This section is from the "A Manual Of Psychology" book, by G. F. Stout. Also available from Amazon: Manual of Psychology.
§ 2. Sensory Elements.—If I look at grass, I have the sensation of green. If I look at snow, I have the sensation of white. I can assign no psychological reason why in the one case the sensation is that of white and in the other that of green. The difference can only be accounted for by the different way in which my eye is affected by different kinds of light. So in all cases the qualities of sensation must be ultimately accounted for by reference to the nature of the stimulus.

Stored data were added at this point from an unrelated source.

//! Owned directory tree mirroring the searched hierarchy.
//!
//! Each search root that is a directory gets one [`DirNode`]. Directories
//! own their children, keyed by entry name, so the tree needs no back
//! references: symbolic links are never followed and the hierarchy is
//! acyclic.
//!
//! Only regular files (and entries whose content could not be
//! established) appear as leaves. Ignored names and special files are
//! kept out of the tree; their block counts are folded into
//! [`DirNode::untracked_blocks`] of the parent so size tallies stay
//! complete. Readable directories that end up holding no leaf at all are
//! removed by [`DirNode::prune_untracked_dirs`] before signing, the same
//! way.

use std::collections::BTreeMap;
use std::ffi::OsString;
use std::path::{Component, Path, PathBuf};

use crate::duplicates::{ContentId, Signature};

/// Resolution state of a file leaf.
#[derive(Debug, Clone, Copy, PartialEq, Eq)]
pub enum LeafState {
    /// Cataloged, not yet resolved
    Pending,
    /// Content identity established
    Resolved(ContentId),
    /// Content could not be established (unreadable or changed)
    Unresolved,
}

/// A file inside a directory tree.
#[derive(Debug, Clone, PartialEq, Eq)]
pub struct FileLeaf {
    /// Absolute path to the file
    pub path: PathBuf,
    /// Allocated size in blocks (0 when unknown)
    pub blocks: u64,
    /// Resolution state
    pub state: LeafState,
}

impl FileLeaf {
    /// Signature of this leaf: the content id, or the sentinel.
    #[must_use]
    pub fn signature(&self) -> Signature {
        match self.state {
            LeafState::Resolved(id) => Signature::from(id),
            LeafState::Pending | LeafState::Unresolved => Signature::sentinel(),
        }
    }
}

/// A child entry of a directory.
#[derive(Debug, Clone, PartialEq, Eq)]
pub enum TreeNode {
    /// A regular file
    File(FileLeaf),
    /// A subdirectory
    Dir(DirNode),
}

/// A directory in the tree skeleton.
#[derive(Debug, Clone, PartialEq, Eq)]
pub struct DirNode {
    /// Absolute path to the directory
    pub path: PathBuf,
    /// Children keyed by entry name
    pub children: BTreeMap<OsString, TreeNode>,
    /// Blocks of children kept out of the tree (ignored names, symlinks)
    pub untracked_blocks: u64,
    /// False when the directory listing itself failed
    pub readable: bool,
    /// Canonical signature, set once by the fingerprinter
    pub signature: Option<Signature>,
    /// Aggregate block total, set together with the signature
    pub total_blocks: u64,
}

impl DirNode {
    /// Create an empty directory node.
    #[must_use]
    pub fn new(path: PathBuf) -> Self {
        Self {
            path,
            children: BTreeMap::new(),
            untracked_blocks: 0,
            readable: true,
            signature: None,
            total_blocks: 0,
        }
    }

    /// Whether `path` lies inside (or is) this directory.
    #[must_use]
    pub fn contains(&self, path: &Path) -> bool {
        path.starts_with(&self.path)
    }

    /// Get the directory node at `path`, creating missing directories on the way.
    ///
    /// Returns `None` if `path` is outside this tree or a file sits where a
    /// directory is expected.
    pub fn ensure_dir(&mut self, path: &Path) -> Option<&mut DirNode> {
        let relative = path.strip_prefix(&self.path).ok()?.to_path_buf();
        let mut current = self;
        for component in relative.components() {
            let Component::Normal(name) = component else {
                return None;
            };
            let child_path = current.path.join(name);
            let node = current
                .children
                .entry(name.to_os_string())
                .or_insert_with(|| TreeNode::Dir(DirNode::new(child_path)));
            current = match node {
                TreeNode::Dir(dir) => dir,
                TreeNode::File(_) => return None,
            };
        }
        Some(current)
    }

    /// Insert a file leaf under its parent directory.
    ///
    /// Returns `false` if the leaf does not belong to this tree.
    pub fn insert_file(&mut self, leaf: FileLeaf) -> bool {
        let Some(name) = leaf.path.file_name().map(|n| n.to_os_string()) else {
            return false;
        };
        let Some(parent) = leaf.path.parent().map(Path::to_path_buf) else {
            return false;
        };
        match self.ensure_dir(&parent) {
            Some(dir) => {
                dir.children.insert(name, TreeNode::File(leaf));
                true
            }
            None => false,
        }
    }

    /// Add blocks of an untracked entry to its parent's tally.
    pub fn add_untracked_blocks(&mut self, entry: &Path, blocks: u64) {
        if let Some(parent) = entry.parent() {
            if let Some(dir) = self.ensure_dir(parent) {
                dir.untracked_blocks += blocks;
            }
        }
    }

    /// Mark a directory as unreadable. Returns `true` if it was readable before.
    pub fn mark_unreadable(&mut self, path: &Path) -> bool {
        match self.ensure_dir(path) {
            Some(dir) => std::mem::replace(&mut dir.readable, false),
            None => false,
        }
    }

    /// Find the file leaf at `path`.
    pub fn leaf_mut(&mut self, path: &Path) -> Option<&mut FileLeaf> {
        let name = path.file_name()?;
        let parent = self.find_dir_mut(path.parent()?)?;
        match parent.children.get_mut(name) {
            Some(TreeNode::File(leaf)) => Some(leaf),
            _ => None,
        }
    }

    /// Find an existing directory without creating anything.
    fn find_dir_mut(&mut self, path: &Path) -> Option<&mut DirNode> {
        let relative = path.strip_prefix(&self.path).ok()?.to_path_buf();
        let mut current = self;
        for component in relative.components() {
            current = match current.children.get_mut(component.as_os_str()) {
                Some(TreeNode::Dir(dir)) => dir,
                _ => return None,
            };
        }
        Some(current)
    }

    /// Set the resolution state of the leaf at `path`. Returns `false` if absent.
    pub fn set_leaf_state(&mut self, path: &Path, state: LeafState) -> bool {
        match self.leaf_mut(path) {
            Some(leaf) => {
                leaf.state = state;
                true
            }
            None => false,
        }
    }

    /// Drop readable subdirectories that hold no file leaf, folding their
    /// untracked blocks into the parent's tally. Unreadable directories
    /// are kept, so they still poison their ancestors.
    ///
    /// Returns `true` if this directory is itself readable and left empty.
    pub fn prune_untracked_dirs(&mut self) -> bool {
        let mut folded = 0;
        self.children.retain(|_, child| match child {
            TreeNode::File(_) => true,
            TreeNode::Dir(dir) => {
                if dir.prune_untracked_dirs() {
                    folded += dir.untracked_blocks;
                    false
                } else {
                    true
                }
            }
        });
        self.untracked_blocks += folded;
        self.readable && self.children.is_empty()
    }

    /// Number of directories in this tree, including this one.
    #[must_use]
    pub fn dir_count(&self) -> usize {
        1 + self
            .children
            .values()
            .map(|child| match child {
                TreeNode::Dir(dir) => dir.dir_count(),
                TreeNode::File(_) => 0,
            })
            .sum::<usize>()
    }
}
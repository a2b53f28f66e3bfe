//! File catalog: walks search roots and classifies every entry.
//!
//! # Overview
//!
//! This module provides the [`FileCatalog`] struct for traversing search
//! roots and collecting what the rest of the pipeline needs:
//!
//! - size buckets of regular files (the coarse pre-filter)
//! - one [`FileRecord`] per regular file (size, blocks, mtime)
//! - a [`DirNode`] tree skeleton per directory root
//! - the list of entries left out of comparison, with a reason
//!
//! Symbolic links are never followed. Every entry is stat'ed with
//! no-follow semantics and classified in this order: stat failure,
//! ignored basename, symlink, fifo, socket, device, regular file.
//!
//! # Example
//!
//! ```no_run
//! use finddup::scanner::{CatalogConfig, FileCatalog};
//! use std::path::PathBuf;
//!
//! let catalog = FileCatalog::new(CatalogConfig::default())
//!     .scan(&[PathBuf::from(".")])
//!     .unwrap();
//! println!("{} regular files cataloged", catalog.records.len());
//! ```

use std::collections::{BTreeMap, HashSet};
use std::ffi::OsString;
use std::fs::{self, Metadata};
use std::io;
use std::path::{Path, PathBuf};
use std::sync::atomic::{AtomicBool, Ordering};
use std::sync::Arc;

use walkdir::WalkDir;

use super::{
    block_count, DirNode, FileLeaf, FileRecord, LeafState, ScanError, UnprocessedReason,
    UnprocessedRecord, DEFAULT_IGNORE_NAMES,
};
use crate::progress::ProgressCallback;

/// Configuration for cataloging.
#[derive(Debug, Clone)]
pub struct CatalogConfig {
    /// Exact basenames excluded from comparison.
    pub ignore_names: HashSet<OsString>,
}

impl Default for CatalogConfig {
    fn default() -> Self {
        Self::with_ignore_names(DEFAULT_IGNORE_NAMES)
    }
}

impl CatalogConfig {
    /// Create a configuration with a custom ignore set.
    #[must_use]
    pub fn with_ignore_names<I, S>(names: I) -> Self
    where
        I: IntoIterator<Item = S>,
        S: Into<OsString>,
    {
        Self {
            ignore_names: names.into_iter().map(Into::into).collect(),
        }
    }

    /// Whether a basename is in the ignore set.
    #[must_use]
    pub fn is_ignored(&self, path: &Path) -> bool {
        path.file_name()
            .is_some_and(|name| self.ignore_names.contains(name))
    }
}

/// Result of cataloging all search roots.
#[derive(Debug, Default)]
pub struct Catalog {
    /// Every regular file, keyed by path
    pub records: BTreeMap<PathBuf, FileRecord>,
    /// Byte size to member paths (in walk order)
    pub buckets: BTreeMap<u64, Vec<PathBuf>>,
    /// One tree per directory search root
    pub trees: Vec<DirNode>,
    /// Entries excluded from comparison
    pub unprocessed: Vec<UnprocessedRecord>,
}

impl Catalog {
    /// Number of size buckets with more than one member.
    #[must_use]
    pub fn ambiguous_buckets(&self) -> usize {
        self.buckets.values().filter(|m| m.len() > 1).count()
    }

    /// The tree containing `path`, if any.
    pub fn tree_for_mut(&mut self, path: &Path) -> Option<&mut DirNode> {
        self.trees.iter_mut().find(|tree| tree.contains(path))
    }

    /// Record a file that dropped out after cataloging.
    ///
    /// When the reason leaves its content unknown, the file's tree leaf is
    /// reset to unresolved and its content id is cleared.
    pub fn record_unprocessed(&mut self, record: UnprocessedRecord) {
        if record.reason.poisons_ancestors() {
            if let Some(entry) = self.records.get_mut(&record.path) {
                entry.content_id = None;
            }
            if let Some(tree) = self.tree_for_mut(&record.path) {
                tree.set_leaf_state(&record.path, LeafState::Unresolved);
            }
        }
        self.unprocessed.push(record);
    }
}

/// How a single non-directory entry was classified.
#[derive(Debug)]
enum EntryClass {
    Regular(FileRecord),
    Untracked {
        reason: UnprocessedReason,
        blocks: Option<u64>,
    },
    Unreadable(io::Error),
}

/// Catalog builder for one run.
pub struct FileCatalog {
    config: CatalogConfig,
    shutdown_flag: Option<Arc<AtomicBool>>,
    progress_callback: Option<Arc<dyn ProgressCallback>>,
}

impl std::fmt::Debug for FileCatalog {
    fn fmt(&self, f: &mut std::fmt::Formatter<'_>) -> std::fmt::Result {
        f.debug_struct("FileCatalog")
            .field("config", &self.config)
            .field("shutdown_flag", &self.shutdown_flag)
            .field(
                "progress_callback",
                &self.progress_callback.as_ref().map(|_| "<callback>"),
            )
            .finish()
    }
}

impl FileCatalog {
    /// Create a new catalog builder.
    #[must_use]
    pub fn new(config: CatalogConfig) -> Self {
        Self {
            config,
            shutdown_flag: None,
            progress_callback: None,
        }
    }

    /// Set the shutdown flag for graceful termination.
    #[must_use]
    pub fn with_shutdown_flag(mut self, flag: Arc<AtomicBool>) -> Self {
        self.shutdown_flag = Some(flag);
        self
    }

    /// Set the progress callback.
    #[must_use]
    pub fn with_progress_callback(mut self, callback: Arc<dyn ProgressCallback>) -> Self {
        self.progress_callback = Some(callback);
        self
    }

    fn is_shutdown_requested(&self) -> bool {
        self.shutdown_flag
            .as_ref()
            .is_some_and(|f| f.load(Ordering::SeqCst))
    }

    /// Catalog every search root.
    ///
    /// Roots are expected to be absolute and mutually non-overlapping (see
    /// [`crate::scanner::normalize_search_paths`]). A root that is a
    /// directory gets a tree; any other root is cataloged as a loose entry.
    ///
    /// # Errors
    ///
    /// Returns [`ScanError::NotFound`] if a root does not exist,
    /// [`ScanError::Io`] if a root cannot be stat'ed, and
    /// [`ScanError::Interrupted`] on shutdown. Failures below a root are
    /// recorded as unreadable entries instead.
    pub fn scan(&self, roots: &[PathBuf]) -> Result<Catalog, ScanError> {
        let mut catalog = Catalog::default();
        let mut seen = 0usize;

        if let Some(ref callback) = self.progress_callback {
            callback.on_phase_start("cataloging", 0);
        }

        for root in roots {
            if self.is_shutdown_requested() {
                return Err(ScanError::Interrupted);
            }

            let metadata = fs::symlink_metadata(root).map_err(|e| match e.kind() {
                io::ErrorKind::NotFound => ScanError::NotFound(root.clone()),
                _ => ScanError::Io {
                    path: root.clone(),
                    source: e,
                },
            })?;

            log::info!("Cataloging {}", root.display());
            if metadata.is_dir() {
                let tree = self.walk_root(root, &mut catalog, &mut seen)?;
                catalog.trees.push(tree);
            } else {
                self.record_entry(root, None, &mut catalog);
                seen += 1;
            }
        }

        if let Some(ref callback) = self.progress_callback {
            callback.on_phase_end("cataloging");
        }

        log::info!(
            "Cataloged {} regular files in {} size buckets ({} ambiguous), {} unprocessed entries",
            catalog.records.len(),
            catalog.buckets.len(),
            catalog.ambiguous_buckets(),
            catalog.unprocessed.len()
        );

        Ok(catalog)
    }

    /// Walk one directory root, filling `catalog` and returning its tree.
    fn walk_root(
        &self,
        root: &Path,
        catalog: &mut Catalog,
        seen: &mut usize,
    ) -> Result<DirNode, ScanError> {
        let mut tree = DirNode::new(root.to_path_buf());

        let walker = WalkDir::new(root).follow_links(false).sort_by_file_name();

        for result in walker {
            if self.is_shutdown_requested() {
                log::debug!("Catalog: Shutdown requested, stopping walk");
                return Err(ScanError::Interrupted);
            }

            match result {
                Ok(entry) => {
                    if entry.depth() == 0 {
                        continue;
                    }
                    let path = entry.path();
                    if entry.file_type().is_dir() {
                        tree.ensure_dir(path);
                        continue;
                    }

                    self.record_entry(path, Some(&mut tree), catalog);
                    *seen += 1;
                    if let Some(ref callback) = self.progress_callback {
                        callback.on_progress(*seen, path.to_string_lossy().as_ref());
                    }
                }
                Err(e) => {
                    let path = e.path().map_or_else(|| root.to_path_buf(), Path::to_path_buf);
                    let source = e
                        .into_io_error()
                        .unwrap_or_else(|| io::Error::other("directory walk failed"));
                    self.record_walk_error(path, source, &mut tree, catalog);
                }
            }
        }

        Ok(tree)
    }

    /// Record a traversal failure as an unreadable directory or file.
    fn record_walk_error(
        &self,
        path: PathBuf,
        error: io::Error,
        tree: &mut DirNode,
        catalog: &mut Catalog,
    ) {
        log::warn!("Cannot read {}: {}", path.display(), error);
        let is_dir = fs::symlink_metadata(&path).is_ok_and(|m| m.is_dir());
        if is_dir {
            if !tree.mark_unreadable(&path) {
                return;
            }
        } else {
            tree.insert_file(FileLeaf {
                path: path.clone(),
                blocks: 0,
                state: LeafState::Unresolved,
            });
        }
        catalog
            .unprocessed
            .push(UnprocessedRecord::unreadable(path, &error));
    }

    /// Classify one non-directory entry and record it.
    fn record_entry(&self, path: &Path, tree: Option<&mut DirNode>, catalog: &mut Catalog) {
        match self.classify(path) {
            EntryClass::Regular(record) => {
                log::trace!("Cataloged {} ({} bytes)", path.display(), record.size);
                if let Some(tree) = tree {
                    tree.insert_file(FileLeaf {
                        path: path.to_path_buf(),
                        blocks: record.blocks,
                        state: LeafState::Pending,
                    });
                }
                catalog
                    .buckets
                    .entry(record.size)
                    .or_default()
                    .push(path.to_path_buf());
                catalog.records.insert(path.to_path_buf(), record);
            }
            EntryClass::Untracked { reason, blocks } => {
                log::debug!("Skipping {} ({})", path.display(), reason);
                if let (Some(tree), Some(blocks)) = (tree, blocks) {
                    tree.add_untracked_blocks(path, blocks);
                }
                catalog
                    .unprocessed
                    .push(UnprocessedRecord::new(path.to_path_buf(), reason));
            }
            EntryClass::Unreadable(error) => {
                log::warn!("Cannot stat {}: {}", path.display(), error);
                if let Some(tree) = tree {
                    tree.insert_file(FileLeaf {
                        path: path.to_path_buf(),
                        blocks: 0,
                        state: LeafState::Unresolved,
                    });
                }
                catalog
                    .unprocessed
                    .push(UnprocessedRecord::unreadable(path.to_path_buf(), &error));
            }
        }
    }

    fn classify(&self, path: &Path) -> EntryClass {
        let metadata = match fs::symlink_metadata(path) {
            Ok(m) => m,
            Err(e) => return EntryClass::Unreadable(e),
        };

        let blocks = block_count(&metadata);
        if self.config.is_ignored(path) {
            return EntryClass::Untracked {
                reason: UnprocessedReason::Ignored,
                blocks: Some(blocks),
            };
        }
        if metadata.file_type().is_symlink() {
            return EntryClass::Untracked {
                reason: UnprocessedReason::Symlink,
                blocks: Some(blocks),
            };
        }
        if let Some(reason) = special_file_reason(&metadata) {
            return EntryClass::Untracked {
                reason,
                blocks: None,
            };
        }

        EntryClass::Regular(FileRecord::from_metadata(path.to_path_buf(), &metadata))
    }
}

/// Reason tag for fifos, sockets and devices.
#[cfg(unix)]
fn special_file_reason(metadata: &Metadata) -> Option<UnprocessedReason> {
    use std::os::unix::fs::FileTypeExt;

    let file_type = metadata.file_type();
    if file_type.is_fifo() {
        Some(UnprocessedReason::Fifo)
    } else if file_type.is_socket() {
        Some(UnprocessedReason::Socket)
    } else if file_type.is_block_device() || file_type.is_char_device() {
        Some(UnprocessedReason::Device)
    } else {
        None
    }
}

/// Reason tag for special files; anything that is not a regular file.
#[cfg(not(unix))]
fn special_file_reason(metadata: &Metadata) -> Option<UnprocessedReason> {
    if metadata.is_file() {
        None
    } else {
        Some(UnprocessedReason::Device)
    }
}
use finddup::duplicates::{DuplicateFinder, GroupKind};
use std::fs;
use tempfile::tempdir;

#[test]
fn test_loose_file_roots_are_compared() {
    let dir = tempdir().unwrap();
    let left = dir.path().join("left");
    let right = dir.path().join("right");
    fs::create_dir(&left).unwrap();
    fs::create_dir(&right).unwrap();
    let a = left.join("a.dat");
    let b = right.join("b.dat");
    fs::write(&a, "identical bytes").unwrap();
    fs::write(&b, "identical bytes").unwrap();

    let analysis = DuplicateFinder::with_defaults()
        .analyze_paths(&[a.clone(), b.clone()])
        .unwrap();

    assert_eq!(analysis.files.duplicates.len(), 1);
    assert_eq!(analysis.files.duplicates[0].members, vec![a, b]);
    // Loose files belong to no directory tree.
    assert!(analysis.directories.duplicates.is_empty());
    assert!(analysis.directories.unique.is_empty());
    assert_eq!(analysis.roots.common_root, dir.path());
}

#[test]
fn test_single_loose_file_root() {
    let dir = tempdir().unwrap();
    let file = dir.path().join("only.txt");
    fs::write(&file, "alone").unwrap();

    let analysis = DuplicateFinder::with_defaults()
        .analyze_paths(&[file.clone()])
        .unwrap();

    assert!(analysis.files.unique.contains(&file));
    assert_eq!(analysis.roots.common_root, dir.path());
}

#[test]
fn test_nested_and_repeated_roots_are_collapsed() {
    let dir = tempdir().unwrap();
    let sub = dir.path().join("sub");
    fs::create_dir(&sub).unwrap();
    fs::write(sub.join("f1"), "abc").unwrap();
    fs::write(dir.path().join("f2"), "abc").unwrap();

    let analysis = DuplicateFinder::with_defaults()
        .analyze_paths(&[
            dir.path().to_path_buf(),
            sub.clone(),
            dir.path().join("sub").join("..").join("sub"),
            dir.path().to_path_buf(),
        ])
        .unwrap();

    assert_eq!(analysis.roots.paths, vec![dir.path().to_path_buf()]);
    assert_eq!(analysis.summary.files_cataloged, 2);
    assert_eq!(analysis.files.duplicates.len(), 1);
}

#[test]
fn test_sibling_roots_share_common_root() {
    let dir = tempdir().unwrap();
    let photos = dir.path().join("home").join("photos");
    let backup = dir.path().join("mnt").join("backup");
    fs::create_dir_all(&photos).unwrap();
    fs::create_dir_all(&backup).unwrap();
    fs::write(photos.join("img.raw"), "raw sensor data").unwrap();
    fs::write(backup.join("img-copy.raw"), "raw sensor data").unwrap();

    let analysis = DuplicateFinder::with_defaults()
        .analyze_paths(&[photos.clone(), backup.clone()])
        .unwrap();

    assert_eq!(analysis.roots.common_root, dir.path());
    let groups = analysis.duplicate_groups();
    assert!(groups
        .iter()
        .any(|g| g.kind == GroupKind::Directory && g.members == vec![photos.clone(), backup.clone()]));
}

#[test]
fn test_root_directory_contents_compared_across_roots() {
    let dir = tempdir().unwrap();
    let one = dir.path().join("one");
    let two = dir.path().join("two");
    fs::create_dir_all(one.join("inner")).unwrap();
    fs::create_dir_all(&two).unwrap();
    fs::write(one.join("inner").join("x"), "payload").unwrap();
    fs::write(two.join("y"), "payload").unwrap();

    let analysis = DuplicateFinder::with_defaults()
        .analyze_paths(&[one.clone(), two.clone()])
        .unwrap();

    // one/inner and two hold the same single file.
    assert!(analysis
        .directories
        .duplicates
        .iter()
        .any(|g| g.members == vec![one.join("inner"), two.clone()]));
    assert!(analysis.directories.unique.contains(&one));
}
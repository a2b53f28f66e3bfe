//! Layered configuration.
//!
//! Settings are merged with figment, lowest priority first:
//!
//! 1. Built-in defaults
//! 2. TOML file (platform config dir, or `--config PATH`)
//! 3. Environment variables prefixed with `FINDDUP_`
//! 4. CLI flags
//!
//! ```toml
//! # ~/.config/finddup/config.toml
//! memory_budget = 536870912
//! max_open_files = 64
//! io_threads = 2
//! ignore_names = [".DS_Store", "Thumbs.db", "desktop.ini"]
//! ```

use std::path::{Path, PathBuf};

use directories::ProjectDirs;
use figment::providers::{Env, Format, Serialized, Toml};
use figment::Figment;
use serde::{Deserialize, Serialize};

use crate::cli::Cli;
use crate::duplicates::resolver::{DEFAULT_FIRST_CHUNK, DEFAULT_MAX_CHUNK, DEFAULT_MIN_CHUNK};
use crate::duplicates::FinderConfig;
use crate::scanner::{CatalogConfig, DEFAULT_IGNORE_NAMES};

/// Prefix of environment variables read into the configuration.
pub const ENV_PREFIX: &str = "FINDDUP_";

/// Errors raised while loading configuration.
#[derive(thiserror::Error, Debug)]
pub enum ConfigError {
    /// A file, environment value or default could not be parsed.
    #[error("Invalid configuration: {0}")]
    Extract(#[from] figment::Error),

    /// A configuration file named on the command line does not exist.
    #[error("Configuration file not found: {0}")]
    NotFound(PathBuf),

    /// Values parsed but are out of range.
    #[error("Invalid configuration: {0}")]
    Invalid(String),
}

/// Application configuration.
#[derive(Debug, Clone, PartialEq, Eq, Serialize, Deserialize)]
#[serde(default)]
pub struct Config {
    /// Total bytes of chunk buffers across all workers
    pub memory_budget: u64,
    /// Open-handle ceiling across all workers
    pub max_open_files: usize,
    /// Bucket worker-pool size
    pub io_threads: usize,
    /// Chunk size of the first pass
    pub first_chunk_size: usize,
    /// Smallest viable chunk
    pub min_chunk_size: usize,
    /// Cap on later-pass chunks
    pub max_chunk_size: usize,
    /// Exact basenames left out of comparison
    pub ignore_names: Vec<String>,
}

impl Default for Config {
    fn default() -> Self {
        Self {
            memory_budget: 1024 * 1024 * 1024,
            max_open_files: 128,
            io_threads: 4,
            first_chunk_size: DEFAULT_FIRST_CHUNK,
            min_chunk_size: DEFAULT_MIN_CHUNK,
            max_chunk_size: DEFAULT_MAX_CHUNK,
            ignore_names: DEFAULT_IGNORE_NAMES.iter().map(|s| s.to_string()).collect(),
        }
    }
}

impl Config {
    /// Default platform-specific configuration file, if a home directory
    /// can be determined.
    #[must_use]
    pub fn default_path() -> Option<PathBuf> {
        ProjectDirs::from("org", "finddup", "finddup")
            .map(|dirs| dirs.config_dir().join("config.toml"))
    }

    /// Build the provider stack: defaults, then `path` (if any), then env.
    ///
    /// A missing TOML file contributes nothing.
    #[must_use]
    pub fn figment(path: Option<&Path>) -> Figment {
        let mut figment = Figment::from(Serialized::defaults(Config::default()));
        if let Some(path) = path {
            figment = figment.merge(Toml::file(path));
        }
        figment.merge(Env::prefixed(ENV_PREFIX))
    }

    /// Load configuration from `explicit` or the default location.
    ///
    /// # Errors
    ///
    /// Returns [`ConfigError::NotFound`] if `explicit` names a missing
    /// file, [`ConfigError::Extract`] if a file or variable is malformed,
    /// and [`ConfigError::Invalid`] if values are out of range.
    pub fn load(explicit: Option<&Path>) -> Result<Self, ConfigError> {
        let path = match explicit {
            Some(path) => {
                if !path.is_file() {
                    return Err(ConfigError::NotFound(path.to_path_buf()));
                }
                Some(path.to_path_buf())
            }
            None => Self::default_path(),
        };

        if let Some(ref p) = path {
            log::debug!("Loading configuration from {}", p.display());
        }
        Self::from_figment(&Self::figment(path.as_deref()))
    }

    /// Extract and validate a configuration from any figment.
    ///
    /// # Errors
    ///
    /// See [`Config::load`].
    pub fn from_figment(figment: &Figment) -> Result<Self, ConfigError> {
        let config: Config = figment.extract()?;
        config.validate()?;
        Ok(config)
    }

    /// Check value ranges.
    ///
    /// # Errors
    ///
    /// Returns [`ConfigError::Invalid`] naming the first bad key.
    pub fn validate(&self) -> Result<(), ConfigError> {
        if self.memory_budget == 0 {
            return Err(ConfigError::Invalid(
                "memory_budget must be greater than 0".to_string(),
            ));
        }
        if self.max_open_files == 0 {
            return Err(ConfigError::Invalid(
                "max_open_files must be at least 1".to_string(),
            ));
        }
        if self.io_threads == 0 {
            return Err(ConfigError::Invalid(
                "io_threads must be at least 1".to_string(),
            ));
        }
        if self.min_chunk_size == 0 {
            return Err(ConfigError::Invalid(
                "min_chunk_size must be at least 1".to_string(),
            ));
        }
        if self.first_chunk_size < self.min_chunk_size
            || self.max_chunk_size < self.min_chunk_size
        {
            return Err(ConfigError::Invalid(format!(
                "first_chunk_size ({}) and max_chunk_size ({}) must not be below min_chunk_size ({})",
                self.first_chunk_size, self.max_chunk_size, self.min_chunk_size
            )));
        }
        Ok(())
    }

    /// Apply limits given on the command line.
    pub fn apply_cli_overrides(&mut self, cli: &Cli) {
        if let Some(bytes) = cli.memory_budget {
            self.memory_budget = bytes;
        }
        if let Some(count) = cli.max_open_files {
            self.max_open_files = count;
        }
        if let Some(threads) = cli.io_threads {
            self.io_threads = threads;
        }
    }

    /// Pipeline configuration for these settings.
    #[must_use]
    pub fn finder_config(&self) -> FinderConfig {
        FinderConfig::default()
            .with_io_threads(self.io_threads)
            .with_memory_budget(self.memory_budget)
            .with_max_open_files(self.max_open_files)
            .with_chunk_sizes(
                self.first_chunk_size,
                self.min_chunk_size,
                self.max_chunk_size,
            )
            .with_catalog_config(CatalogConfig::with_ignore_names(
                self.ignore_names.iter().cloned(),
            ))
    }
}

If I do not actually see grass or snow, but summon up mental pictures of them in my mind's eye, the qualities of greenness and whiteness are present in my mental image as they are present in actual perception. Now these qualities would not be present in the mental image unless they had been previously produced by the operation of an external stimulus. For this reason, some writers would apply the term sensation to these qualities even when they appear in the mental imago. Both in actual perception and in the mental image they defy psychological analysis, and can be ultimately accounted for only by reference to external stimulation. There is, however, an objection to applying the word sensation to both cases indifferently. Though greenness appears both in the perception and in the mental image of grass, it appears in a different manner in each instance. The present operation of the external stimulus gives it peculiar intensity, steadiness, and other distinctive characters, which do not belong to it in the mental image. It is better to restrict the term sensation to the special form of consciousness which accompanies the actual operation of the stimulus. The qualities of sensation as they appear in mental imagery may be called sensory elements, but not sensations. The term elements indicates that their peculiar nature cannot be psychologically accounted for,—that ultimately it can only be explained by reference to an external stimulus. The word sensory indicates that their existence presupposes the previous existence of corresponding sensations.